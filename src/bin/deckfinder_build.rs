//! Admin tool: build and publish lookup tables from the deck catalog.
//!
//! ```text
//! deckfinder-build global
//! deckfinder-build user --user-id 12
//! deckfinder-build all-users
//! deckfinder-build set-owned --user-id 12 --decks 3,8,21
//! deckfinder-build custom-lookup --user-id 12 --enabled false
//! deckfinder-build resolve --user-id 12 s=1 d=0 atag=4
//! ```

use std::path::PathBuf;
use std::process::ExitCode;

use clap::{Parser, Subcommand};
use serde_json::json;

use deckfinder_server::catalog::DeckCatalog;
use deckfinder_server::lookup::{AnswerSet, BuildLimits, Universe};
use deckfinder_server::store::{update_owned_decks, TableStore};

#[derive(Parser)]
#[command(name = "deckfinder-build", about = "Build deck-recommendation lookup tables", version)]
struct Cli {
    #[command(subcommand)]
    command: Commands,

    /// Deck catalog JSON exported from the database
    #[arg(long, global = true, env = "DECKFINDER_CATALOG", default_value = "data/deck_catalog.json")]
    catalog: PathBuf,

    /// Directory the lookup tables are published into
    #[arg(long, global = true, env = "DECKFINDER_TABLE_DIR", default_value = "media/lookup_tables")]
    table_dir: PathBuf,

    /// Reject decks with more attribute tokens than this (at most 32)
    #[arg(long, global = true, env = "DECKFINDER_MAX_TOKENS")]
    max_tokens: Option<usize>,

    /// Log progress to stderr
    #[arg(long, short = 'v', global = true)]
    verbose: bool,
}

#[derive(Subcommand)]
enum Commands {
    /// Rebuild the global table
    Global,

    /// Rebuild one user's table (owned decks excluded)
    User {
        #[arg(long)]
        user_id: u32,
    },

    /// Rebuild every user's table
    AllUsers,

    /// Replace a user's owned decks, then rebuild their table
    SetOwned {
        #[arg(long)]
        user_id: u32,

        /// Comma-separated deck ids; pass `--decks` with no value to clear
        /// the list
        #[arg(long, required = true, value_delimiter = ',', num_args = 0..)]
        decks: Vec<u32>,
    },

    /// Turn a user's custom table on or off for `resolve`
    CustomLookup {
        #[arg(long)]
        user_id: u32,

        #[arg(long, action = clap::ArgAction::Set)]
        enabled: bool,
    },

    /// Resolve answers against a published table and print the status
    Resolve {
        /// Use this user's table unless they opted out or none is
        /// published; the global table otherwise
        #[arg(long)]
        user_id: Option<u32>,

        /// Answer tokens such as `s=1 d=0 atag=4`, in any order
        answers: Vec<String>,
    },
}

fn init_tracing(cli: &Cli) {
    // --verbose shows info (RUST_LOG still wins when set); otherwise only
    // RUST_LOG turns logging on.
    let filter = if cli.verbose {
        tracing_subscriber::EnvFilter::try_from_default_env().unwrap_or_else(|_| "info".into())
    } else {
        tracing_subscriber::EnvFilter::try_from_default_env().unwrap_or_else(|_| "warn".into())
    };

    tracing_subscriber::fmt()
        .with_env_filter(filter)
        .with_target(false)
        .with_writer(std::io::stderr)
        .init();
}

fn main() -> ExitCode {
    let cli = Cli::parse();
    init_tracing(&cli);

    match run(cli) {
        Ok(()) => ExitCode::SUCCESS,
        Err(e) => {
            eprintln!("error: {}", e);
            ExitCode::FAILURE
        }
    }
}

fn run(cli: Cli) -> deckfinder_server::Result<()> {
    let limits = cli.max_tokens.map(BuildLimits::new).unwrap_or_default();
    let store = TableStore::new(&cli.table_dir);

    match cli.command {
        Commands::Global => {
            let catalog = DeckCatalog::load(&cli.catalog)?;
            let path = store.rebuild(&catalog, Universe::Global, &limits)?;
            println!("{}", path.display());
        }
        Commands::User { user_id } => {
            let catalog = DeckCatalog::load(&cli.catalog)?;
            let path = store.rebuild(&catalog, Universe::User(user_id), &limits)?;
            println!("{}", path.display());
        }
        Commands::AllUsers => {
            let catalog = DeckCatalog::load(&cli.catalog)?;
            for path in store.rebuild_all_users(&catalog, &limits)? {
                println!("{}", path.display());
            }
        }
        Commands::SetOwned { user_id, decks } => {
            let path = update_owned_decks(&cli.catalog, &store, user_id, &decks, &limits)?;
            println!("{}", path.display());
        }
        Commands::CustomLookup { user_id, enabled } => {
            let mut catalog = DeckCatalog::load(&cli.catalog)?;
            catalog.set_use_custom_lookup(user_id, enabled)?;
            catalog.save_atomic(&cli.catalog)?;
            println!("user {} custom lookup: {}", user_id, enabled);
        }
        Commands::Resolve { user_id, answers } => {
            let (universe, table) = match user_id {
                Some(_) => store.load_preferred(&DeckCatalog::load(&cli.catalog)?, user_id)?,
                None => store.load_for_user(None)?,
            };
            let answers = AnswerSet::from_tokens(&answers);
            let key = answers.key();
            let status = table.resolve(&key);
            println!(
                "{}",
                json!({
                    "universe": universe.to_string(),
                    "key": key.as_str(),
                    "status": u8::from(status),
                })
            );
        }
    }
    Ok(())
}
····················
*WHAT TO PRODUCE*: Transcribe each entry exactly as it appears.

*FINAL ANSWER*:
filename src/bin/deckfinder_build.rs
//! Admin tool: build and publish lookup tables from the deck catalog.
//!
//! ```text
//! deckfinder-build global
//! deckfinder-build user --user-id 12
//! deckfinder-build all-users
//! deckfinder-build set-owned --user-id 12 --decks 3,8,21
//! deckfinder-build custom-lookup --user-id 12 --enabled false
//! deckfinder-build resolve --user-id 12 s=1 d=0 atag=4
//! ```

use std::path::PathBuf;
use std::process::ExitCode;

use clap::{Parser, Subcommand};
use serde_json::json;

use deckfinder_server::catalog::DeckCatalog;
use deckfinder_server::lookup::{AnswerSet, BuildLimits, Universe};
use deckfinder_server::store::{update_owned_decks, TableStore};

#[derive(Parser)]
#[command(name = "deckfinder-build", about = "Build deck-recommendation lookup tables", version)]
struct Cli {
    #[command(subcommand)]
    command: Commands,

    /// Deck catalog JSON exported from the database
    #[arg(long, global = true, env = "DECKFINDER_CATALOG", default_value = "data/deck_catalog.json")]
    catalog: PathBuf,

    /// Directory the lookup tables are published into
    #[arg(long, global = true, env = "DECKFINDER_TABLE_DIR", default_value = "media/lookup_tables")]
    table_dir: PathBuf,

    /// Reject decks with more attribute tokens than this (at most 32)
    #[arg(long, global = true, env = "DECKFINDER_MAX_TOKENS")]
    max_tokens: Option<usize>,

    /// Log progress to stderr
    #[arg(long, short = 'v', global = true)]
    verbose: bool,
}

#[derive(Subcommand)]
enum Commands {
    /// Rebuild the global table
    Global,

    /// Rebuild one user's table (owned decks excluded)
    User {
        #[arg(long)]
        user_id: u32,
    },

    /// Rebuild every user's table
    AllUsers,

    /// Replace a user's owned decks, then rebuild their table
    SetOwned {
        #[arg(long)]
        user_id: u32,

        /// Comma-separated deck ids; pass `--decks` with no value to clear
        /// the list
        #[arg(long, required = true, value_delimiter = ',', num_args = 0..)]
        decks: Vec<u32>,
    },

    /// Turn a user's custom table on or off for `resolve`
    CustomLookup {
        #[arg(long)]
        user_id: u32,

        #[arg(long, action = clap::ArgAction::Set)]
        enabled: bool,
    },

    /// Resolve answers against a published table and print the status
    Resolve {
        /// Use this user's table unless they opted out or none is
        /// published; the global table otherwise
        #[arg(long)]
        user_id: Option<u32>,

        /// Answer tokens such as `s=1 d=0 atag=4`, in any order
        answers: Vec<String>,
    },
}

fn init_tracing(cli: &Cli) {
    // --verbose shows info (RUST_LOG still wins when set); otherwise only
    // RUST_LOG turns logging on.
    let filter = if cli.verbose {
        tracing_subscriber::EnvFilter::try_from_default_env().unwrap_or_else(|_| "info".into())
    } else {
        tracing_subscriber::EnvFilter::try_from_default_env().unwrap_or_else(|_| "warn".into())
    };

    tracing_subscriber::fmt()
        .with_env_filter(filter)
        .with_target(false)
        .with_writer(std::io::stderr)
        .init();
}

fn main() -> ExitCode {
    let cli = Cli::parse();
    init_tracing(&cli);

    match run(cli) {
        Ok(()) => ExitCode::SUCCESS,
        Err(e) => {
            eprintln!("error: {}", e);
            ExitCode::FAILURE
        }
    }
}

fn run(cli: Cli) -> deckfinder_server::Result<()> {
    let limits = cli.max_tokens.map(BuildLimits::new).unwrap_or_default();
    let store = TableStore::new(&cli.table_dir);

    match cli.command {
        Commands::Global => {
            let catalog = DeckCatalog::load(&cli.catalog)?;
            let path = store.rebuild(&catalog, Universe::Global, &limits)?;
            println!("{}", path.display());
        }
        Commands::User { user_id } => {
            let catalog = DeckCatalog::load(&cli.catalog)?;
            let path = store.rebuild(&catalog, Universe::User(user_id), &limits)?;
            println!("{}", path.display());
        }
        Commands::AllUsers => {
            let catalog = DeckCatalog::load(&cli.catalog)?;
            for path in store.rebuild_all_users(&catalog, &limits)? {
                println!("{}", path.display());
            }
        }
        Commands::SetOwned { user_id, decks } => {
            let path = update_owned_decks(&cli.catalog, &store, user_id, &decks, &limits)?;
            println!("{}", path.display());
        }
        Commands::CustomLookup { user_id, enabled } => {
            let mut catalog = DeckCatalog::load(&cli.catalog)?;
            catalog.set_use_custom_lookup(user_id, enabled)?;
            catalog.save_atomic(&cli.catalog)?;
            println!("user {} custom lookup: {}", user_id, enabled);
        }
        Commands::Resolve { user_id, answers } => {
            let (universe, table) = match user_id {
                Some(_) => store.load_preferred(&DeckCatalog::load(&cli.catalog)?, user_id)?,
                None => store.load_for_user(None)?,
            };
            let answers = AnswerSet::from_tokens(&answers);
            let key = answers.key();
            let status = table.resolve(&key);
            println!(
                "{}",
                json!({
                    "universe": universe.to_string(),
                    "key": key.as_str(),
                    "status": u8::from(status),
                })
            );
        }
    }
    Ok(())
}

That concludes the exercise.